Bien-sûr. Je la vois déjà car elle a commencé : l’Europe est en décrue fossile subie. Mais cette décrue n’est pas documentée dans l’espace médiatique, donc la population ne s’en rend pas compte. Nous sommes en stress d’approvisionnement sur le pétrole depuis 2007, à cause du passage du pic de production mondial sur le pétrole « conventionnel » (tout sauf les sables bitumineux du Canada et le pétrole de schiste américain), et cette tendance à la contraction va continuer. En 2005, la mer du Nord a passé son pic de production pour le gaz, alors qu’elle fournissait 55 % de la consommation européenne à cette époque, ce qui a entraîné l’arrêt de la hausse puis la décrue du gaz disponible sur le Vieux Continent. Enfin le charbon a commencé sa décrue dans les années 1950 en Europe par un épuisement des gisements. Rappelons que nous avons été le premier continent au monde à taper abondamment dans nos mines pour démarrer la révolution industrielle – les Anglais depuis 1600 et le reste de l’Europe depuis 1800.
Mais ne restera-t-il pas toujours un tout petit peu d’énergies fossiles malgré cette pénurie ?
Si, nous allons mourir, nos enfants et petits-enfants aussi, dans un monde où il restera des combustibles fossiles. La question, c’est « combien? », et « en serons-nous toujours dépendants ? » Par contre la question du prix n’a pas de réponse, car lorsqu’une ressource essentielle vient à manquer, son prix devient très volatil.
En quoi une diminution drastique de la consommation de viande dans le monde pourrait permettre de nourrir 10 milliards d’humains à l’horizon 2050 ?

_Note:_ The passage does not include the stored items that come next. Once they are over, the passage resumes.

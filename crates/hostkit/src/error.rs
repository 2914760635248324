//! Error types for host provisioning operations.
//!
//! Errors are categorized so callers can decide what aborts a
//! reconciliation pass and what is only worth a log line. Supervisor
//! failures in particular are usually tolerated: stopping or disabling
//! a unit that was never installed is not an error for teardown.

use serde::{Deserialize, Serialize};
use thiserror::Error;

/// Categories of provisioning errors.
#[derive(Debug, Clone, Copy, PartialEq, Eq, Serialize, Deserialize)]
#[serde(rename_all = "kebab-case")]
pub enum ErrorKind {
    /// Package or environment installation did not succeed
    InstallationFailed,
    /// Pinned-version upgrade did not succeed
    UpgradeFailed,
    /// A template referenced a key the render context does not define
    MissingTemplateKey,
    /// A template is syntactically broken (unbalanced braces)
    InvalidTemplate,
    /// systemctl reported a failure
    SupervisorCommandFailed,
    /// Some other host command failed
    CommandFailed,
    /// Filesystem error
    Io,
}

impl ErrorKind {
    /// Get a user-friendly description of this error category.
    pub fn description(&self) -> &'static str {
        match self {
            Self::InstallationFailed => "Installation failed",
            Self::UpgradeFailed => "Upgrade failed",
            Self::MissingTemplateKey => "Template references an undefined key",
            Self::InvalidTemplate => "Template is malformed",
            Self::SupervisorCommandFailed => "Service manager command failed",
            Self::CommandFailed => "Host command failed",
            Self::Io => "Filesystem error",
        }
    }
}

/// Errors that can occur while provisioning the host.
#[derive(Debug, Error)]
pub enum Error {
    /// Package install exited non-zero (or could not be run)
    #[error("installation of {package} failed: {message}")]
    InstallationFailed {
        /// Requirement that was being installed
        package: String,
        /// Details from the package manager
        message: String,
    },

    /// Pinned-version install failed during an upgrade
    #[error("upgrade to {version} failed: {message}")]
    UpgradeFailed {
        /// Version that was attempted
        version: String,
        /// Details from the package manager
        message: String,
    },

    /// Template placeholder without a value
    #[error("template {template} references undefined key '{key}'")]
    MissingTemplateKey {
        /// Template name
        template: String,
        /// The undefined placeholder
        key: String,
    },

    /// Template syntax error
    #[error("template {template} is malformed at byte {offset}: {message}")]
    InvalidTemplate {
        /// Template name
        template: String,
        /// Byte offset of the problem
        offset: usize,
        /// What is wrong
        message: String,
    },

    /// systemctl failed
    #[error("systemctl {action} {unit} failed: {stderr}")]
    SupervisorCommandFailed {
        /// systemctl verb
        action: String,
        /// Unit name (empty for daemon-reload)
        unit: String,
        /// Standard error from systemctl
        stderr: String,
    },

    /// Another host command failed
    #[error("command failed: {command}: {stderr}")]
    CommandFailed {
        /// The command line that failed
        command: String,
        /// Standard error from the command
        stderr: String,
    },

    /// IO error
    #[error("IO error: {0}")]
    Io(#[from] std::io::Error),
}

impl Error {
    /// Get the error category.
    pub fn kind(&self) -> ErrorKind {
        match self {
            Error::InstallationFailed { .. } => ErrorKind::InstallationFailed,
            Error::UpgradeFailed { .. } => ErrorKind::UpgradeFailed,
            Error::MissingTemplateKey { .. } => ErrorKind::MissingTemplateKey,
            Error::InvalidTemplate { .. } => ErrorKind::InvalidTemplate,
            Error::SupervisorCommandFailed { .. } => ErrorKind::SupervisorCommandFailed,
            Error::CommandFailed { .. } => ErrorKind::CommandFailed,
            Error::Io(_) => ErrorKind::Io,
        }
    }

    /// Whether a supervisor error only says the unit is not there.
    ///
    /// Stopping or disabling a unit that was never installed
    /// lands here; teardown treats it as already done.
    pub fn is_absent_unit(&self) -> bool {
        match self {
            Error::SupervisorCommandFailed { stderr, .. } => {
                let stderr = stderr.to_lowercase();
                stderr.contains("not loaded")
                    || stderr.contains("does not exist")
                    || stderr.contains("not found")
                    || stderr.contains("no such file")
            }
            _ => false,
        }
    }

    /// Build a command failure from an argv.
    pub(crate) fn command(cmd: &str, args: &[&str], stderr: impl Into<String>) -> Self {
        Error::CommandFailed {
            command: command_line(cmd, args),
            stderr: stderr.into().trim().to_string(),
        }
    }
}

/// Render an argv for messages.
pub(crate) fn command_line(cmd: &str, args: &[&str]) -> String {
    std::iter::once(cmd)
        .chain(args.iter().copied())
        .collect::<Vec<_>>()
        .join(" ")
}

/// Result type for provisioning operations.
pub type Result<T> = std::result::Result<T, Error>;
//! Lifecycle state kept between charm invocations
//!
//! Each lifecycle event runs as a separate process, so whatever one event
//! learns that a later one needs (was install ever completed, did start
//! ever run, which agent version was pinned) lives in `state.toml` under
//! the layout's state directory.

use anyhow::{Context, Result};
use chrono::{DateTime, Utc};
use serde::{Deserialize, Serialize};
use std::fs;
use std::path::{Path, PathBuf};

const STATE_FILE: &str = "state.toml";

#[derive(Debug, Serialize, Deserialize, Clone, PartialEq, Eq)]
#[serde(rename_all = "kebab-case")]
pub struct StoredState {
    /// Install completed at least once
    #[serde(default)]
    pub installed: bool,

    /// Start ran after install; config changes restart the agent only then
    #[serde(default)]
    pub init_started: bool,

    /// Version pinned by the last successful upgrade
    #[serde(default)]
    pub agent_version: Option<String>,

    /// Last time the state was written
    pub updated_at: DateTime<Utc>,
}

impl Default for StoredState {
    fn default() -> Self {
        Self {
            installed: false,
            init_started: false,
            agent_version: None,
            updated_at: Utc::now(),
        }
    }
}

impl StoredState {
    /// Path of the state file inside `dir`
    pub fn file(dir: &Path) -> PathBuf {
        dir.join(STATE_FILE)
    }

    /// Load state from `dir`, or the default if there is none yet
    pub fn load(dir: &Path) -> Result<Self> {
        let path = Self::file(dir);

        if !path.exists() {
            log::debug!("State file does not exist, using default state");
            return Ok(Self::default());
        }

        let content = fs::read_to_string(&path)
            .with_context(|| format!("Failed to read state file: {}", path.display()))?;

        let state: StoredState = toml::from_str(&content)
            .with_context(|| format!("Failed to parse state file: {}", path.display()))?;

        log::debug!("Loaded state from {}", path.display());
        Ok(state)
    }

    /// Stamp and write state to `dir`
    pub fn save(&mut self, dir: &Path) -> Result<()> {
        fs::create_dir_all(dir)
            .with_context(|| format!("Failed to create state directory: {}", dir.display()))?;

        self.updated_at = Utc::now();
        let path = Self::file(dir);
        let content = toml::to_string_pretty(self).context("Failed to serialize state")?;

        fs::write(&path, content)
            .with_context(|| format!("Failed to write state file: {}", path.display()))?;

        log::debug!("Saved state to {}", path.display());
        Ok(())
    }

    /// Forget everything; the directory goes too if nothing else is in it
    pub fn delete(dir: &Path) -> Result<()> {
        let path = Self::file(dir);
        match fs::remove_file(&path) {
            Ok(()) => log::debug!("Deleted state file {}", path.display()),
            Err(e) if e.kind() == std::io::ErrorKind::NotFound => {}
            Err(e) => {
                return Err(e)
                    .with_context(|| format!("Failed to delete state file: {}", path.display()));
            }
        }

        if fs::read_dir(dir).is_ok_and(|mut entries| entries.next().is_none()) {
            let _ = fs::remove_dir(dir);
        }
        Ok(())
    }
}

Le cheptel bovin mondial, qui compte un milliard et demi de vaches, émet la moitié des émissions agricoles de méthane, soit un quart des émissions mondiales de ce gaz à effet de serre. Et puis, pour nourrir les animaux, on a besoin de surfaces cultivées. Une large fraction des cultures – maïs, blé, soja… – sert à nourrir des animaux d’élevage, sans compter les pâturages. Plus on augmente le cheptel, plus on a besoin de terres pour leur donner à manger, alors que ces terres pourraient être utilisées directement pour nourrir des hommes. Pour accroître les surfaces agricoles, on déforeste, et pour accroître les rendements, on utilise des produits phytosanitaires, et tout cela augmente la pression sur la biodiversité. Accessoirement, manger moins de viande ne nous tuera pas. Dans le plan de transformation de l’économie française du Shift Project, nous proposons de diviser par deux à trois sa consommation.
Pourquoi ne conseillez-vous donc pas de devenir végétarien ?
Il y a un certain nombre de régions agricoles où cela n’aurait pas de sens de faire autre chose que de l’élevage. Il y a aussi des professions et des traditions culturelles qui se sont organisées autour. Appeler la totalité de la population à renoncer à cela ne marchera pas. C’est plus facile d’y aller progressivement, d’encourager les gens à en manger de moins en moins au fil du temps.
Est-ce que vous imaginez un jour, en France, des politiques de natalité de contrôle des naissances ?
Ce que l’on voit surtout apparaître, ce sont des choix individuels de la part de plus en plus de jeunes qui ne veulent pas avoir d’enfants. Cette question de la démographie est peu présente dans le débat collectif (alors qu’elle l’était beaucoup plus il y a 50 ans). Elle touche à quelque chose de très instinctif, la reproduction. Elle renvoie aussi à des notions morales et religieuses, ce qui rend compliqué d’avoir un débat dépassionné. Mais il y a une évidence : si la table de repas est limitée, plus on est nombreux, plus on doit partager. Et si le partage ne se passe pas bien, ça se termine en pugilat. La vraie question à se poser est de savoir si c’est plus douloureux de réguler dès à présent les naissances (par des méthodes basées sur le volontariat évidemment), ou de risquer que le partage se termine très mal.